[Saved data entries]
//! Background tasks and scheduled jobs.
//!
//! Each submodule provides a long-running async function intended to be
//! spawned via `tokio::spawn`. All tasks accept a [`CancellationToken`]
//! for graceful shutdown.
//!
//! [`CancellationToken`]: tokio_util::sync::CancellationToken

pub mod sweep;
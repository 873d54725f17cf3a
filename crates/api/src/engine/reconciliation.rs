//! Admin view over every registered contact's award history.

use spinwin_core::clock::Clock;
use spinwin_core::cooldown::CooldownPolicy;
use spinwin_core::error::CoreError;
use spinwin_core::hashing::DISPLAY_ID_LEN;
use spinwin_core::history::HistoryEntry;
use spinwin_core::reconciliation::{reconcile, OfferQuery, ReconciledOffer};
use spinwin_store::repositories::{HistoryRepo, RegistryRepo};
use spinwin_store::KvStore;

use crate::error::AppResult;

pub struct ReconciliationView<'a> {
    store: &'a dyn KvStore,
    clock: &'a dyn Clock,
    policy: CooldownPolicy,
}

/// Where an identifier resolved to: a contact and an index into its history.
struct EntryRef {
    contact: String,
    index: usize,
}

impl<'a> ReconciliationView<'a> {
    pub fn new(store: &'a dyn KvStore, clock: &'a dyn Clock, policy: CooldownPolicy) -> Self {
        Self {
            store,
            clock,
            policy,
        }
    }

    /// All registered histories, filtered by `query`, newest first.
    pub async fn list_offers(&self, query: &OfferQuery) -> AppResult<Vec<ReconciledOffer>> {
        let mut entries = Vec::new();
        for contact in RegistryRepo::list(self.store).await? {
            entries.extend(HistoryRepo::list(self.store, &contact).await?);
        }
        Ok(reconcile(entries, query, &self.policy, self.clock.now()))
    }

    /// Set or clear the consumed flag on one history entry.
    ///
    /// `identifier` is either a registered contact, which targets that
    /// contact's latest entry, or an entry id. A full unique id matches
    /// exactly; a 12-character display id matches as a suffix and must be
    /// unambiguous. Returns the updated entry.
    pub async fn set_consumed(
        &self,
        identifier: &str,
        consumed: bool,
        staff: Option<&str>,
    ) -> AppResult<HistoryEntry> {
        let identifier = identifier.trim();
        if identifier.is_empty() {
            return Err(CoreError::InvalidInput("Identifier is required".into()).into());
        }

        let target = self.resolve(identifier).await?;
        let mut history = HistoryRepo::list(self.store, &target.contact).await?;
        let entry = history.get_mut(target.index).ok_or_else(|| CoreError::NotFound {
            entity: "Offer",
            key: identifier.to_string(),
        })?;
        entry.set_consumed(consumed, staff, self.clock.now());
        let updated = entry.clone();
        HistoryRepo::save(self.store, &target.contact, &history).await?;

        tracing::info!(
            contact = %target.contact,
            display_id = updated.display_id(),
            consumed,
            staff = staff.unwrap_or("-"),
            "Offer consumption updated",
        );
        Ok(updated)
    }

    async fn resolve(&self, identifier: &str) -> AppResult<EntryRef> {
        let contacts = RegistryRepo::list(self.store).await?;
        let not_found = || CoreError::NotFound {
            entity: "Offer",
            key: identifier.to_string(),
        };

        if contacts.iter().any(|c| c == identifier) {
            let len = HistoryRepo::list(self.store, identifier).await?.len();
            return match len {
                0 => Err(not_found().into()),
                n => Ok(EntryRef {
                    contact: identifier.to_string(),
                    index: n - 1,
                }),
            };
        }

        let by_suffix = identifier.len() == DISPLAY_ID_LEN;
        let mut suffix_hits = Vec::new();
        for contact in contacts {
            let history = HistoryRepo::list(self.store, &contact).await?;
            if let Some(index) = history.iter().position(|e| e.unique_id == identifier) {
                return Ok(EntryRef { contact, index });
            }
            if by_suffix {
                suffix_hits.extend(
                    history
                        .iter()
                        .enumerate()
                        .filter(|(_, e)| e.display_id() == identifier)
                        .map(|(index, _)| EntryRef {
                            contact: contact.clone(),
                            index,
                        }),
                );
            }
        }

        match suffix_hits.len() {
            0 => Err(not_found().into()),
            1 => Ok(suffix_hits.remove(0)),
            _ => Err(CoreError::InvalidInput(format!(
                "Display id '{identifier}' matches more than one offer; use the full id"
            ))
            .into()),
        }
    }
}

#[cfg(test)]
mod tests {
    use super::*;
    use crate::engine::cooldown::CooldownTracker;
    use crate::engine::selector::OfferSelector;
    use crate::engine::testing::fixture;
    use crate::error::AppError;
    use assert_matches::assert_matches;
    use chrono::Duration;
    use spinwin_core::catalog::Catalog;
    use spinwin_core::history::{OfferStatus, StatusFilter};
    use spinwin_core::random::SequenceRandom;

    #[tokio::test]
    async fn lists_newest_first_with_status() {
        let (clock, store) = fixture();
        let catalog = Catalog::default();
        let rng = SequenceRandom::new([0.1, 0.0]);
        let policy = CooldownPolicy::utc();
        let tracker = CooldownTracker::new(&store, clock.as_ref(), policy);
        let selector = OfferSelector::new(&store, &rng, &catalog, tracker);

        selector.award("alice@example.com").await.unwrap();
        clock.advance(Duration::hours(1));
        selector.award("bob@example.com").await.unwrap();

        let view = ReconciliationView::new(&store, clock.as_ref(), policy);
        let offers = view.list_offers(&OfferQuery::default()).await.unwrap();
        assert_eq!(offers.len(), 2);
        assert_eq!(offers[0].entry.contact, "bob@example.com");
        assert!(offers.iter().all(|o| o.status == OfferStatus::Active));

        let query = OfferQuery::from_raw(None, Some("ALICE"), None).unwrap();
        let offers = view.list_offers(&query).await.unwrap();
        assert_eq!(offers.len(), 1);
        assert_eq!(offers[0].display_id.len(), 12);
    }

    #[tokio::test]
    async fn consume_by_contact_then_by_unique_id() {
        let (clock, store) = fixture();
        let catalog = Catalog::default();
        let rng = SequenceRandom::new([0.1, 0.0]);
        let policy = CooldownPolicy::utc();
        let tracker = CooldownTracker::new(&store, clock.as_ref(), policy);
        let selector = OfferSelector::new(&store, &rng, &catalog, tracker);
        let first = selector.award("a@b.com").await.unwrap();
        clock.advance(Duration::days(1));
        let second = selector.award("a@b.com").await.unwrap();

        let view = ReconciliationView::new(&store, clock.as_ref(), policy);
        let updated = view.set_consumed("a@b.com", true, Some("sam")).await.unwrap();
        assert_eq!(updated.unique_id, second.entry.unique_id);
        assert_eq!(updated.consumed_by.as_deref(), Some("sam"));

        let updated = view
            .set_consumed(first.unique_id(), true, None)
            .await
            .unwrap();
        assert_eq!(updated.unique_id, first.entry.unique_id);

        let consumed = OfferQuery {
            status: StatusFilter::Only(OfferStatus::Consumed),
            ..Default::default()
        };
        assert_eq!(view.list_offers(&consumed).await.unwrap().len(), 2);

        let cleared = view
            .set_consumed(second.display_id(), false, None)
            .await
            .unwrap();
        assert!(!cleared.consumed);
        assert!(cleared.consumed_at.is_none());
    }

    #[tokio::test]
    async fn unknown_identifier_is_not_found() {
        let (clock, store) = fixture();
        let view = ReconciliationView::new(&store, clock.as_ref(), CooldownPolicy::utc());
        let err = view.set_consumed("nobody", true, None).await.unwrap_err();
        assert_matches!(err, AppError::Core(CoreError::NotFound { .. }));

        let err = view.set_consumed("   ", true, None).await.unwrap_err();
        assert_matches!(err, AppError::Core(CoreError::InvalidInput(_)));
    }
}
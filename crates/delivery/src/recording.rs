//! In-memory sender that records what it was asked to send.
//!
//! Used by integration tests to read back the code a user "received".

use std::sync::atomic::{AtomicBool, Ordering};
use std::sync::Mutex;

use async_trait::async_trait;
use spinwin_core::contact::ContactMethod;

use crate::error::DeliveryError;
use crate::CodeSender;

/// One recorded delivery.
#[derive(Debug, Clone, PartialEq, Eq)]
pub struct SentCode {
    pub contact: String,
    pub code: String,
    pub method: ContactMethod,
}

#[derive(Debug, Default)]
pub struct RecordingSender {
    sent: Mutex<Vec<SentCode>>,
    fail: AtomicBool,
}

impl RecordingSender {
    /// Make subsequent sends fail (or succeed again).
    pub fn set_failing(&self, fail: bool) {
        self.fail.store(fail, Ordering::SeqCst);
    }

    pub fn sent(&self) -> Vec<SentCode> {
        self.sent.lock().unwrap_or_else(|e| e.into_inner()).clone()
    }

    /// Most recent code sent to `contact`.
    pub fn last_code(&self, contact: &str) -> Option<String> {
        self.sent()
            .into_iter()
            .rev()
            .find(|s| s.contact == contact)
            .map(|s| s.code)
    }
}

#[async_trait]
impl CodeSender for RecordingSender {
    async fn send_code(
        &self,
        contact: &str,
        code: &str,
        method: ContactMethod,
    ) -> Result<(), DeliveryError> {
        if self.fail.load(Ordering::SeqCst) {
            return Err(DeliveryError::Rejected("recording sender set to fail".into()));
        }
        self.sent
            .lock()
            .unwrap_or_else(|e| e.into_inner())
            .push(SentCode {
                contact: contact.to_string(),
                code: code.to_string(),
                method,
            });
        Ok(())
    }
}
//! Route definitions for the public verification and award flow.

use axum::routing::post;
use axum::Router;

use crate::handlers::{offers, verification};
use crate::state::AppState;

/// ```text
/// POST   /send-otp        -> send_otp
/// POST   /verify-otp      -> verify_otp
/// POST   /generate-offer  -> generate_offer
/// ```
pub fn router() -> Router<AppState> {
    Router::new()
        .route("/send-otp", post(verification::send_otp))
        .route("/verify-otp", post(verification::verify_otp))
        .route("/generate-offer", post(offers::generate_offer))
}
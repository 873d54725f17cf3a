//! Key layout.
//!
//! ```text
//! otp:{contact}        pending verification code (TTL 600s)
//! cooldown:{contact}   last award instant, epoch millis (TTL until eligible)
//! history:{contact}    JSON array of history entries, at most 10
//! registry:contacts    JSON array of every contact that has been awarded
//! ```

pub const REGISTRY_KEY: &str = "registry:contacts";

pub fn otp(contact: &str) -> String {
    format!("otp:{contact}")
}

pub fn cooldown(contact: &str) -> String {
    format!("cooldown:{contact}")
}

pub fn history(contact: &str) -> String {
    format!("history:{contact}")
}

> REQUIREMENT
Retype only the lines above between the line with "assert_eq!(offers.len(), 2);" and the line with "assert_eq!(updated.unique_id, first.entry.unique_id);", counting those two lines as well, and keep every character as it is.

> REPLY
        assert_eq!(offers.len(), 2);
        assert_eq!(offers[0].entry.contact, "bob@example.com");
        assert!(offers.iter().all(|o| o.status == OfferStatus::Active));

        let query = OfferQuery::from_raw(None, Some("ALICE"), None).unwrap();
        let offers = view.list_offers(&query).await.unwrap();
        assert_eq!(offers.len(), 1);
        assert_eq!(offers[0].display_id.len(), 12);
    }

    #[tokio::test]
    async fn consume_by_contact_then_by_unique_id() {
        let (clock, store) = fixture();
        let catalog = Catalog::default();
        let rng = SequenceRandom::new([0.1, 0.0]);
        let policy = CooldownPolicy::utc();
        let tracker = CooldownTracker::new(&store, clock.as_ref(), policy);
        let selector = OfferSelector::new(&store, &rng, &catalog, tracker);
        let first = selector.award("a@b.com").await.unwrap();
        clock.advance(Duration::days(1));
        let second = selector.award("a@b.com").await.unwrap();

        let view = ReconciliationView::new(&store, clock.as_ref(), policy);
        let updated = view.set_consumed("a@b.com", true, Some("sam")).await.unwrap();
        assert_eq!(updated.unique_id, second.entry.unique_id);
        assert_eq!(updated.consumed_by.as_deref(), Some("sam"));

        let updated = view
            .set_consumed(first.unique_id(), true, None)
            .await
            .unwrap();
        assert_eq!(updated.unique_id, first.entry.unique_id);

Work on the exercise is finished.